About 40 percent of the patients researchers surveyed said they were worried their insurance wouldn’t pay for a clinical trial, and 30 percent said they were worried they wouldn’t be able to afford a clinical trial.

What insurance will and won’t cover

Typically, any treatment that patients would receive as the standard of care for their medical condition is billed to their insurance plan. The trial pays for whatever new intervention or therapy is being tested, said Pat Jolley, director of clinical initiatives for the National Patient Advocate Foundation in Washington.

For example, if a patient would normally receive a CT scan as part of routine treatment once every three months, and the trial calls for a CT scan every month, the trial would pay for the two extra scans, but not all three, she said.

Private insurance plans typically pay for standard of care treatments even if you are enrolled in a clinical trial, so long as the doctors and hospitals involved are part of the plan’s network. Clinical investigators typically check that participants are covered by in-network health plans, but if you’re considering enrolling in a trial, it is worth calling your insurance company to ask, Jolley said.

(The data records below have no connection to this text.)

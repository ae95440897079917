//! Middleware contracts.
//!
//! A middleware is a named set of three optional hooks. The orchestrator runs
//! `on_request` hooks in registration order and `on_response` / `on_error`
//! hooks in reverse registration order, so the last registered middleware
//! wraps all the others.

use crate::error::{ErrorKind, GatewayError, MiddlewareError, Result, codes};
use crate::gateway::Gateway;
use crate::request::RequestConfig;
use crate::response::Response;
use async_trait::async_trait;
use tokio_util::sync::CancellationToken;
use tokio_util::task::AbortOnDropHandle;

/// Result of a request or response hook.
pub type HookResult<T> = std::result::Result<T, MiddlewareError>;

/// Closure run on the request phase.
pub type RequestHookFn = Box<dyn Fn(RequestConfig) -> HookResult<RequestConfig> + Send + Sync>;

/// Closure run on the response phase.
pub type ResponseHookFn = Box<dyn Fn(Response) -> HookResult<Response> + Send + Sync>;

/// Closure run on the error phase.
pub type ErrorHookFn = Box<dyn Fn(GatewayError) -> ErrorOutcome + Send + Sync>;

/// What an error hook decided.
#[derive(Debug)]
pub enum ErrorOutcome {
    /// Hand the (possibly rewritten) error to the next error hook.
    Continue(GatewayError),
    /// Recover: end the error phase and return this response to the caller.
    Recover(Response),
    /// End the error phase and fail with this error without running the
    /// remaining error hooks.
    Propagate(GatewayError),
}

/// Handle given to error hooks for the request being processed.
pub struct PipelineContext<'a> {
    gateway: &'a Gateway,
    cancel: &'a CancellationToken,
}

impl<'a> PipelineContext<'a> {
    pub(crate) fn new(gateway: &'a Gateway, cancel: &'a CancellationToken) -> Self {
        Self { gateway, cancel }
    }

    /// Run `config` through the whole pipeline again, sharing this request's
    /// cancellation token.
    ///
    /// The reissued pipeline runs on its own task, so nesting depth is not
    /// bounded by the caller's stack. The task is aborted if this future is
    /// dropped.
    pub async fn reissue(&self, config: RequestConfig) -> Result<Response> {
        let gateway = self.gateway.clone();
        let cancel = self.cancel.clone();
        let snapshot = config.clone();

        let task = AbortOnDropHandle::new(tokio::spawn(async move {
            gateway.execute(config, cancel).await
        }));

        match task.await {
            Ok(result) => result,
            Err(e) if e.is_cancelled() => Err(GatewayError::cancelled(snapshot)),
            Err(e) => Err(GatewayError::new(
                ErrorKind::Middleware,
                format!("Reissued request failed to complete: {}", e),
                snapshot,
            )
            .with_code(codes::MIDDLEWARE)),
        }
    }

    /// Cancellation token of the caller's request.
    pub fn cancellation(&self) -> &CancellationToken {
        self.cancel
    }

    /// Whether the caller cancelled the request.
    pub fn is_cancelled(&self) -> bool {
        self.cancel.is_cancelled()
    }

    /// The gateway running the pipeline.
    pub fn gateway(&self) -> &Gateway {
        self.gateway
    }
}

/// Middleware hooking into the request, response and error phases.
///
/// Every hook defaults to passing its input through unchanged. A hook that
/// returns `Err` from `on_request` or `on_response` aborts the request with an
/// `ErrorKind::Middleware` error that skips the error phase.
#[async_trait]
pub trait Middleware: Send + Sync {
    /// Name used in logs and middleware errors.
    fn name(&self) -> &str;

    /// Inspect or replace the request configuration before it is sent.
    async fn on_request(&self, config: RequestConfig) -> HookResult<RequestConfig> {
        Ok(config)
    }

    /// Inspect or replace a successful response.
    async fn on_response(&self, response: Response) -> HookResult<Response> {
        Ok(response)
    }

    /// Inspect, replace or recover from an error.
    async fn on_error(&self, error: GatewayError, _ctx: &PipelineContext<'_>) -> ErrorOutcome {
        ErrorOutcome::Continue(error)
    }
}

/// Middleware assembled from closures.
///
/// ```
/// use conduit_gateway::{hooks, ErrorOutcome};
///
/// let trace = hooks("trace")
///     .on_request(|config| Ok(config.header("X-Trace", "on")))
///     .on_error(ErrorOutcome::Continue);
/// ```
pub struct FnMiddleware {
    name: String,
    request: Option<RequestHookFn>,
    response: Option<ResponseHookFn>,
    error: Option<ErrorHookFn>,
}

/// Start building a closure-based middleware.
pub fn hooks(name: impl Into<String>) -> FnMiddleware {
    FnMiddleware::new(name)
}

impl FnMiddleware {
    /// Create a middleware with no hooks.
    pub fn new(name: impl Into<String>) -> Self {
        Self {
            name: name.into(),
            request: None,
            response: None,
            error: None,
        }
    }

    /// Set the request hook.
    pub fn on_request<F>(mut self, hook: F) -> Self
    where
        F: Fn(RequestConfig) -> HookResult<RequestConfig> + Send + Sync + 'static,
    {
        self.request = Some(Box::new(hook));
        self
    }

    /// Set the response hook.
    pub fn on_response<F>(mut self, hook: F) -> Self
    where
        F: Fn(Response) -> HookResult<Response> + Send + Sync + 'static,
    {
        self.response = Some(Box::new(hook));
        self
    }

    /// Set the error hook.
    pub fn on_error<F>(mut self, hook: F) -> Self
    where
        F: Fn(GatewayError) -> ErrorOutcome + Send + Sync + 'static,
    {
        self.error = Some(Box::new(hook));
        self
    }
}

#[async_trait]
impl Middleware for FnMiddleware {
    fn name(&self) -> &str {
        &self.name
    }

    async fn on_request(&self, config: RequestConfig) -> HookResult<RequestConfig> {
        match &self.request {
            Some(hook) => hook(config),
            None => Ok(config),
        }
    }

    async fn on_response(&self, response: Response) -> HookResult<Response> {
        match &self.response {
            Some(hook) => hook(response),
            None => Ok(response),
        }
    }

    async fn on_error(&self, error: GatewayError, _ctx: &PipelineContext<'_>) -> ErrorOutcome {
        match &self.error {
            Some(hook) => hook(error),
            None => ErrorOutcome::Continue(error),
        }
    }
}

#[cfg(test)]
mod tests {
    use super::*;
    use std::collections::HashMap;

    #[tokio::test]
    async fn test_fn_middleware_defaults_pass_through() {
        let middleware = hooks("noop");
        let config = RequestConfig::get("/x").param("a", 1);

        let out = Middleware::on_request(&middleware, config.clone()).await.unwrap();
        assert_eq!(out, config);

        let response = Response::new(serde_json::Value::Null, 200, HashMap::new(), config);
        let out = Middleware::on_response(&middleware, response.clone()).await.unwrap();
        assert_eq!(out, response);
        assert_eq!(middleware.name(), "noop");
    }

    #[tokio::test]
    async fn test_fn_middleware_runs_hooks() {
        let middleware = hooks("tag")
            .on_request(|config| Ok(config.header("X-Tag", "1")))
            .on_response(|response| Ok(response.with_header("X-Seen", "yes")));

        let config = Middleware::on_request(&middleware, RequestConfig::get("/x")).await.unwrap();
        assert_eq!(config.header_value("x-tag"), Some("1"));

        let response = Response::new(serde_json::Value::Null, 200, HashMap::new(), config);
        let response = Middleware::on_response(&middleware, response).await.unwrap();
        assert_eq!(response.header("x-seen"), Some("yes"));
    }

    #[tokio::test]
    async fn test_fn_middleware_request_failure() {
        let middleware = hooks("guard").on_request(|_| Err(MiddlewareError::new("denied")));

        let err = Middleware::on_request(&middleware, RequestConfig::get("/x"))
            .await
            .unwrap_err();
        assert_eq!(err.message(), "denied");
    }

    #[test]
    fn test_error_outcome_debug() {
        let err = GatewayError::new(ErrorKind::Server, "boom", RequestConfig::get("/x"));
        let outcome = ErrorOutcome::Continue(err);
        assert!(format!("{:?}", outcome).starts_with("Continue"));
    }
}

Medicare is also required to cover standard of care treatment for people enrolled in clinical trials; however, Medicaid is not.

“There’s often a misperception that clinical trials are free; they’re not free,” she said. “Anybody who participates in a trial is going to experience some cost. The amount of your out-of-pocket liability would depend on your specific plan.”

Lead investigators and administrative support staff go to great lengths to make sure patients are aware up-front of what will be billed to insurance and what will be covered by the trial, said Penn’s Meagher.

Before being formally enrolled, patients go through an “informed consent agreement” that details how services will be paid for in language that must be approved for clarity by an institutional review board.

Theoretically, out-of-pocket treatment costs for trial participants should not be anything more than what you would pay for standard care outside of a trial. But sometimes patient costs are unpredictable.

“It’s sometimes unclear what the insurance company will cover and what it won’t. You can estimate what the costs will be, but if a patient’s insurance company balks at paying a cost they believe is a research-related cost, the patient is left in the middle,” Meagher said.

When Maliff got the $1,500 bill for his clinical trial-ordered endoscopic ultrasound, he called up the trial administrator, who reminded him that the consent form he’d signed years earlier stated that the procedure would be billed to insurance. He had forgotten that — after all, when he received no bill for the first two years, he assumed the trial was picking up the cost.

“So, yeah, shame on me — I didn’t read the informed consent. But who does?” he said.

With help from a billing advocate service through his employer, Maliff was able to get the issue resolved. The procedure had been billed incorrectly and the cost was mistakenly passed on to Maliff. After reprocessing the bill, his insurer covered the ultrasound without any additional cost to Maliff.

Though Maliff’s bill was a mistake, the confusion points to the need for clinical trial investigators to address cost more clearly, rather than assuming that participants will absorb long, complex written agreements, Fox Chase’s Miller said.

As part of their 2016 study, the research team she is part of developed two-minute videos, each addressing a different barrier to participation. The team found patients had a better understanding of key points after watching the videos, compared with their understanding from reviewing written agreements or listening to investigators describe the process to them.

“So often, we do this research, we publish it in great journals, we talk about it to each other, and then it doesn’t make it into clinical practice. Every cancer center should be employing this tool,” she said.